Return only the line containing "reward[1] += main_pot /" and each line after it, exactly as written, through the end of the records.

Dataset excerpts:
********************

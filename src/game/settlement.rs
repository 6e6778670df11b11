use super::state::{GameState, Terminal};
use crate::cards::{Hand, HandScore};
use crate::{Chips, N};

/// chips each seat nets relative to what they put in this hand (zero-sum: the two
/// entries always sum to zero). Specialized to two players: side-pot bookkeeping
/// collapses to "return the uncalled excess, then split the matched pot by
/// strength".
pub fn settle(state: &GameState) -> [Chips; N] {
    match state.terminal().expect("settlement requires a terminal state") {
        Terminal::FoldBy(folder) => {
            let winner = 1 - folder;
            let mut pnl = [0; N];
            pnl[folder] = -state.spent(folder);
            pnl[winner] = state.spent(folder);
            pnl
        }
        Terminal::Showdown => showdown(state),
    }
}

fn showdown(state: &GameState) -> [Chips; N] {
    let spent = [state.spent(0), state.spent(1)];
    let matched = spent[0].min(spent[1]);
    let excess = [spent[0] - matched, spent[1] - matched];
    let main_pot = matched * 2;

    let score = |seat: usize| {
        let pool = Hand::from(state.hole(seat).to_vec()).union(Hand::from(state.board().to_vec()));
        HandScore::from(pool)
    };
    let (s0, s1) = (score(0), score(1));

    let mut reward = excess;
    match s0.cmp(&s1) {
        std::cmp::Ordering::Greater => reward[0] += main_pot,
        std::cmp::Ordering::Less => reward[1] += main_pot,
        std::cmp::Ordering::Equal => {
            reward[0] += main_pot / 2;
            reward[1] += main_pot / 2 + main_pot % 2;
        }
    }
    [reward[0] - spent[0], reward[1] - spent[1]]
}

********************

# [Answer to the exercise]
            reward[1] += main_pot / 2 + main_pot % 2;
        }
    }
    [reward[0] - spent[0], reward[1] - spent[1]]
}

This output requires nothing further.